2024 Cork Premier Intermediate Football Championship
- Dates: 27 July - 3 November 2024
- Teams: 12
- Sponsor: McCarthy Insurance Group
- Champions: Kilshannig (1st title) Colm O'Shea (captain) Éanna O'Hanlon (captain) Denis Reen (manager)
- Runners-up: Aghabullogue John Corkery (captain) Ray Keane (manager)
- Relegated: Ilen Rovers

Tournament statistics
- Matches played: 25
- Goals scored: 49 (1.96 per match)
- Points scored: 534 (21.36 per match)
- Top scorer(s): Chris Óg Jones (6-27)

= 2024 Cork Premier Intermediate Football Championship =

Annual Gaelic football competition season

The 2024 Cork Premier Intermediate Football Championship was the 19th staging of the Cork Premier Intermediate Football Championship since its establishment by the Cork County Board in 2020. The draw for the group stage placings took place on 14 December 2023. The championship ran from 27 July to 3 November 2024.

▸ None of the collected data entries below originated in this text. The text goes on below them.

use super::*;
use crate::record::Record;
use time::OffsetDateTime;

fn epoch(secs: i64) -> OffsetDateTime {
    OffsetDateTime::from_unix_timestamp(secs).unwrap()
}

fn message() -> Message {
    Message::from_draft(
        1,
        epoch(1_700_000_000),
        NewMessage {
            author_id: 7,
            author_name: "Sam Ortiz".into(),
            author_avatar: None,
            content: "morning all".into(),
            attachments: vec![],
        },
    )
    .unwrap()
}

#[test]
fn toggle_reaction_adds_then_removes() {
    let mut msg = message();
    assert!(msg.toggle_reaction("👍", 3));
    assert_eq!(msg.reactions.len(), 1);
    assert_eq!(msg.reactions[0].count, 1);

    assert!(!msg.toggle_reaction("👍", 3));
    assert!(msg.reactions.is_empty());
}

#[test]
fn toggle_reaction_keeps_other_voters() {
    let mut msg = message();
    msg.toggle_reaction("🎉", 1);
    msg.toggle_reaction("🎉", 2);
    msg.toggle_reaction("🎉", 1);
    assert_eq!(msg.reactions.len(), 1);
    assert_eq!(msg.reactions[0].count, 1);
    assert!(msg.reactions[0].user_ids.contains(&2));
}

#[test]
fn message_requires_content_or_attachment() {
    let err = Message::from_draft(
        1,
        epoch(0),
        NewMessage { author_id: 1, author_name: "A".into(), author_avatar: None, content: "  ".into(), attachments: vec![] },
    )
    .unwrap_err();
    assert!(matches!(err, crate::error::ServiceError::Validation(_)));

    let with_file = Message::from_draft(
        1,
        epoch(0),
        NewMessage {
            author_id: 1,
            author_name: "A".into(),
            author_avatar: None,
            content: String::new(),
            attachments: vec![Attachment { name: "report.pdf".into(), size: 1024, kind: "application/pdf".into() }],
        },
    );
    assert!(with_file.is_ok());
}

#[test]
fn message_decodes_hosted_field_names() {
    let json = r#"{
        "id": 4,
        "user_id": 9,
        "user_name": "Lee",
        "content": "hi",
        "timestamp": "2024-05-01T12:00:00Z",
        "reactions": "[{\"emoji\":\"👍\",\"count\":1,\"user_ids\":[9]}]",
        "attachments": ""
    }"#;
    let msg: Message = serde_json::from_str(json).unwrap();
    assert_eq!(msg.author_id, 9);
    assert_eq!(msg.author_name, "Lee");
    assert_eq!(msg.reactions.len(), 1);
    assert!(msg.attachments.is_empty());
}

#[test]
fn cast_vote_replaces_prior_vote() {
    let mut rec = Recommendation::from_draft(
        1,
        epoch(0),
        NewRecommendation {
            author_id: 1,
            author_name: "A".into(),
            title: "Share negative keyword lists".into(),
            description: String::new(),
            category: "process".into(),
        },
    )
    .unwrap();
    assert_eq!(rec.status, RecommendationStatus::Open);

    rec.cast_vote(5, "Kim", VoteKind::Up);
    rec.cast_vote(5, "Kim", VoteKind::Up);
    assert_eq!((rec.upvote_count, rec.downvote_count), (1, 0));

    rec.cast_vote(5, "Kim", VoteKind::Down);
    rec.cast_vote(6, "Jo", VoteKind::Down);
    assert_eq!((rec.upvote_count, rec.downvote_count), (0, 2));
    assert_eq!(rec.votes.len(), 2);
}

#[test]
fn recommendation_status_uses_kebab_case() {
    let json = serde_json::to_string(&RecommendationStatus::UnderReview).unwrap();
    assert_eq!(json, r#""under-review""#);
}

#[test]
fn user_draft_derives_avatar_and_sheet_link() {
    let user = User::from_draft(
        3,
        epoch(0),
        NewUser { name: "Jamie Lynn Ortiz".into(), email: "jamie@example.com".into(), role: Role::User },
    )
    .unwrap();
    assert_eq!(user.avatar, "JLO");
    assert_eq!(user.sheet_link, "https://docs.google.com/spreadsheets/d/jamie-lynn-ortiz-sheet");
    assert_eq!(user.last_active, epoch(0));
}

#[test]
fn user_role_defaults_to_user() {
    let draft: NewUser = serde_json::from_str(r#"{"name":"A B","email":"a@b.co"}"#).unwrap();
    assert_eq!(draft.role, Role::User);
}

#[test]
fn user_rejects_bad_email() {
    let err = User::from_draft(1, epoch(0), NewUser { name: "A".into(), email: "nope".into(), role: Role::Admin });
    assert!(err.is_err());
}

#[test]
fn calendar_event_defaults_type() {
    let draft: NewCalendarEvent = serde_json::from_str(r#"{"title":"QBR","date":"2024-07-15"}"#).unwrap();
    let event = CalendarEvent::from_draft(2, epoch(0), draft).unwrap();
    assert_eq!(event.kind, calendar::DEFAULT_EVENT_TYPE);

    let typed: NewCalendarEvent = serde_json::from_str(r#"{"title":"PTO","date":"2024-07-16","type":"time-off"}"#).unwrap();
    assert_eq!(CalendarEvent::from_draft(3, epoch(0), typed).unwrap().kind, "time-off");
}

#[test]
fn tool_tags_accept_comma_text() {
    let draft: NewTool = serde_json::from_str(r#"{"name":"Optmyzr","tags":"bidding, audits"}"#).unwrap();
    let tool = Tool::from_draft(1, epoch(0), draft).unwrap();
    assert_eq!(tool.tags, vec!["bidding", "audits"]);
}

#[test]
fn tool_vote_moves_between_counters() {
    let draft: NewTool = serde_json::from_str(r#"{"name":"Optmyzr"}"#).unwrap();
    let mut tool = Tool::from_draft(1, epoch(0), draft).unwrap();
    tool.likes = 4;

    tool.cast_vote(2, ToolVoteKind::Like);
    tool.cast_vote(3, ToolVoteKind::Dislike);
    assert_eq!((tool.likes, tool.dislikes), (5, 1));

    tool.cast_vote(2, ToolVoteKind::Like);
    assert_eq!((tool.likes, tool.dislikes), (5, 1));

    tool.cast_vote(2, ToolVoteKind::Dislike);
    assert_eq!((tool.likes, tool.dislikes), (4, 2));
    assert_eq!(tool.votes.len(), 2);
}

#[test]
fn script_requires_link() {
    let draft: NewScript =
        serde_json::from_str(r#"{"name":"Budget pacing","description":"d","category":"budget"}"#).unwrap();
    assert!(Script::from_draft(1, epoch(0), draft).is_err());
}

#[test]
fn metric_draft_derives_ratios() {
    let draft = NewUserMetric {
        user_id: 2,
        user_name: "Kim".into(),
        account: "Acme Auto".into(),
        account_type: "search".into(),
        direct_manager: "Pat".into(),
        optimization_score: 88.0,
        clicks: 200,
        impressions: 10_000,
        cost: 500.0,
        conversions: 10.0,
    };
    let metric = UserMetric::from_draft(1, epoch(0), draft).unwrap();
    assert!((metric.ctr - 2.0).abs() < 1e-9);
    assert!((metric.avg_cpc - 2.5).abs() < 1e-9);
    assert!((metric.conversion_rate - 5.0).abs() < 1e-9);
    assert!((metric.cost_per_conversion - 50.0).abs() < 1e-9);
}

#[test]
fn metric_ratios_are_zero_without_denominator() {
    let draft: NewUserMetric = serde_json::from_str(r#"{"user_id":2}"#).unwrap();
    let metric = UserMetric::from_draft(1, epoch(0), draft).unwrap();
    assert!(metric.ctr.abs() < f64::EPSILON);
    assert!(metric.cost_per_conversion.abs() < f64::EPSILON);
}
//! Team members: current user, activity and invitations.

use serde::Serialize;
use time::OffsetDateTime;
use tracing::info;

use super::CollectionService;
use crate::error::ServiceError;
use crate::models::{Role, User};
use crate::record::now;

/// Acknowledgement for a sent invitation.
#[derive(Debug, Clone, PartialEq, Eq, Serialize)]
pub struct InvitationAck {
    pub success: bool,
    pub message: String,
    #[serde(with = "time::serde::rfc3339")]
    pub invited_at: OffsetDateTime,
}

impl CollectionService<User> {
    /// The member this deployment treats as signed in.
    ///
    /// # Errors
    ///
    /// Returns `NotFound` when the configured id is absent.
    pub async fn current_user(&self, current_user_id: i64) -> Result<User, ServiceError> {
        self.get_by_id(current_user_id).await
    }

    /// Set `last_active` to now.
    ///
    /// # Errors
    ///
    /// Returns `NotFound` when the user is absent.
    pub async fn touch_last_active(&self, id: i64) -> Result<User, ServiceError> {
        self.mutate(id, |user: &mut User| {
            user.last_active = now();
            Ok(())
        })
        .await
    }

    /// Invite `email` to join with `role`. Delivery is logged; nothing is
    /// stored until the invitee is created as a user.
    ///
    /// # Errors
    ///
    /// Returns `Validation` when `email` is not an email address.
    pub async fn send_invitation(&self, email: &str, role: Role) -> Result<InvitationAck, ServiceError> {
        let email = email.trim();
        if email.is_empty() || !email.contains('@') {
            return Err(ServiceError::validation(format!("`{email}` is not an email address")));
        }
        self.latency.wait().await;

        let invited_at = now();
        info!(%email, role = role.as_str(), "invitation sent");
        Ok(InvitationAck { success: true, message: format!("Invitation sent to {email} as {}", role.as_str()), invited_at })
    }
}

#[cfg(test)]
#[path = "user_test.rs"]
mod tests;
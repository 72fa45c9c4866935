//! Startup configuration parsed from environment variables.
//!
//! DESIGN
//! ======
//! Everything is read once in `main` into a typed [`AppConfig`]. Parsing goes
//! through a key lookup function so tests can feed a map instead of mutating
//! the process environment.

use std::path::PathBuf;

pub const DEFAULT_PORT: u16 = 3000;
pub const DEFAULT_REMOTE_TIMEOUT_SECS: u64 = 30;
pub const DEFAULT_DB_MAX_CONNECTIONS: u32 = 5;
pub const DEFAULT_CURRENT_USER_ID: i64 = 1;
pub const DEFAULT_ACCESS_REQUEST_RECIPIENT: &str = "admin@ppchub.local";

#[derive(Debug, thiserror::Error, PartialEq, Eq)]
pub enum ConfigError {
    #[error("{var} is required for the {backend} backend")]
    Missing { var: &'static str, backend: &'static str },
    #[error("invalid {var}: {message}")]
    Invalid { var: &'static str, message: String },
}

#[derive(Debug, Clone, Copy, PartialEq, Eq)]
pub enum BackendKind {
    Memory,
    Remote,
    Postgres,
}

impl BackendKind {
    #[must_use]
    pub fn as_str(self) -> &'static str {
        match self {
            Self::Memory => "memory",
            Self::Remote => "remote",
            Self::Postgres => "postgres",
        }
    }
}

#[derive(Debug, Clone, PartialEq, Eq)]
pub struct RemoteConfig {
    pub base_url: String,
    pub project_id: String,
    pub api_key: String,
    pub timeout_secs: u64,
}

#[derive(Debug, Clone, PartialEq, Eq)]
pub enum Backend {
    Memory,
    Remote(RemoteConfig),
    Postgres { database_url: String, max_connections: u32 },
}

impl Backend {
    #[must_use]
    pub fn kind(&self) -> BackendKind {
        match self {
            Self::Memory => BackendKind::Memory,
            Self::Remote(_) => BackendKind::Remote,
            Self::Postgres { .. } => BackendKind::Postgres,
        }
    }
}

/// Inclusive range of simulated per-call latency, in milliseconds.
#[derive(Debug, Clone, Copy, PartialEq, Eq)]
pub struct LatencyRange {
    pub min_ms: u64,
    pub max_ms: u64,
}

#[derive(Debug, Clone, PartialEq, Eq)]
pub struct AppConfig {
    pub port: u16,
    pub backend: Backend,
    pub latency: Option<LatencyRange>,
    pub fixture_dir: Option<PathBuf>,
    pub current_user_id: i64,
    pub access_request_recipient: String,
}

impl Default for AppConfig {
    fn default() -> Self {
        Self {
            port: DEFAULT_PORT,
            backend: Backend::Memory,
            latency: None,
            fixture_dir: None,
            current_user_id: DEFAULT_CURRENT_USER_ID,
            access_request_recipient: DEFAULT_ACCESS_REQUEST_RECIPIENT.to_owned(),
        }
    }
}

impl AppConfig {
    /// Build typed config from the process environment.
    ///
    /// Optional:
    /// - `PORT`: default 3000
    /// - `PPC_BACKEND`: `memory` (default), `remote` or `postgres`
    /// - `DATABASE_URL`: required for `postgres`
    /// - `DB_MAX_CONNECTIONS`: default 5
    /// - `PPC_REMOTE_BASE_URL`, `PPC_REMOTE_PROJECT_ID`, `PPC_REMOTE_API_KEY`:
    ///   required for `remote`
    /// - `PPC_REMOTE_TIMEOUT_SECS`: default 30
    /// - `PPC_LATENCY_MS`: `off` (default) or `min-max`, e.g. `200-500`
    /// - `PPC_FIXTURE_DIR`: directory of replacement fixture files
    /// - `PPC_CURRENT_USER_ID`: default 1
    /// - `PPC_ACCESS_REQUEST_RECIPIENT`: default `admin@ppchub.local`
    ///
    /// # Errors
    ///
    /// Returns `ConfigError` for unknown backends, missing backend settings,
    /// or unparsable values.
    pub fn from_env() -> Result<Self, ConfigError> {
        Self::from_lookup(|key| std::env::var(key).ok())
    }

    /// # Errors
    ///
    /// See [`AppConfig::from_env`].
    pub fn from_lookup(lookup: impl Fn(&str) -> Option<String>) -> Result<Self, ConfigError> {
        let var = |key: &str| lookup(key).map(|v| v.trim().to_owned()).filter(|v| !v.is_empty());

        let port = env_parse(var("PORT"), "PORT", DEFAULT_PORT)?;
        let backend = match var("PPC_BACKEND").as_deref().unwrap_or("memory") {
            "memory" => Backend::Memory,
            "postgres" => Backend::Postgres {
                database_url: var("DATABASE_URL")
                    .ok_or(ConfigError::Missing { var: "DATABASE_URL", backend: "postgres" })?,
                max_connections: env_parse(var("DB_MAX_CONNECTIONS"), "DB_MAX_CONNECTIONS", DEFAULT_DB_MAX_CONNECTIONS)?,
            },
            "remote" => {
                let required = |name: &'static str| var(name).ok_or(ConfigError::Missing { var: name, backend: "remote" });
                Backend::Remote(RemoteConfig {
                    base_url: required("PPC_REMOTE_BASE_URL")?
                        .trim_end_matches('/')
                        .to_owned(),
                    project_id: required("PPC_REMOTE_PROJECT_ID")?,
                    api_key: required("PPC_REMOTE_API_KEY")?,
                    timeout_secs: env_parse(
                        var("PPC_REMOTE_TIMEOUT_SECS"),
                        "PPC_REMOTE_TIMEOUT_SECS",
                        DEFAULT_REMOTE_TIMEOUT_SECS,
                    )?,
                })
            }
            other => {
                return Err(ConfigError::Invalid {
                    var: "PPC_BACKEND",
                    message: format!("unknown backend '{other}' (expected memory, remote or postgres)"),
                });
            }
        };

        Ok(Self {
            port,
            backend,
            latency: parse_latency(var("PPC_LATENCY_MS").as_deref())?,
            fixture_dir: var("PPC_FIXTURE_DIR").map(PathBuf::from),
            current_user_id: env_parse(var("PPC_CURRENT_USER_ID"), "PPC_CURRENT_USER_ID", DEFAULT_CURRENT_USER_ID)?,
            access_request_recipient: var("PPC_ACCESS_REQUEST_RECIPIENT")
                .unwrap_or_else(|| DEFAULT_ACCESS_REQUEST_RECIPIENT.to_owned()),
        })
    }
}

fn env_parse<T>(raw: Option<String>, var: &'static str, default: T) -> Result<T, ConfigError>
where
    T: std::str::FromStr,
    T::Err: std::fmt::Display,
{
    match raw {
        None => Ok(default),
        Some(raw) => raw
            .parse()
            .map_err(|e: T::Err| ConfigError::Invalid { var, message: format!("'{raw}': {e}") }),
    }
}

/// Parse `off`, a single value `N`, or a range `min-max`.
fn parse_latency(raw: Option<&str>) -> Result<Option<LatencyRange>, ConfigError> {
    let invalid = |message: String| ConfigError::Invalid { var: "PPC_LATENCY_MS", message };
    let raw = match raw {
        None | Some("off" | "0") => return Ok(None),
        Some(raw) => raw,
    };

    let (min, max) = raw.split_once('-').unwrap_or((raw, raw));
    let parse = |part: &str| {
        part.trim()
            .parse::<u64>()
            .map_err(|e| invalid(format!("'{raw}': {e}")))
    };
    let (min_ms, max_ms) = (parse(min)?, parse(max)?);
    if min_ms > max_ms {
        return Err(invalid(format!("'{raw}': min exceeds max")));
    }
    Ok(Some(LatencyRange { min_ms, max_ms }))
}

#[cfg(test)]
#[path = "config_test.rs"]
mod tests;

The final, a replay, was played on 3 November 2024 at SuperValu Páirc Uí Chaoimh in Cork, between Kilshannig and Aghabullogue, in what was their first ever meeting in a final in this grade. Kilshannig won the match by 2-10 to 1-09 to claim their first ever championship title.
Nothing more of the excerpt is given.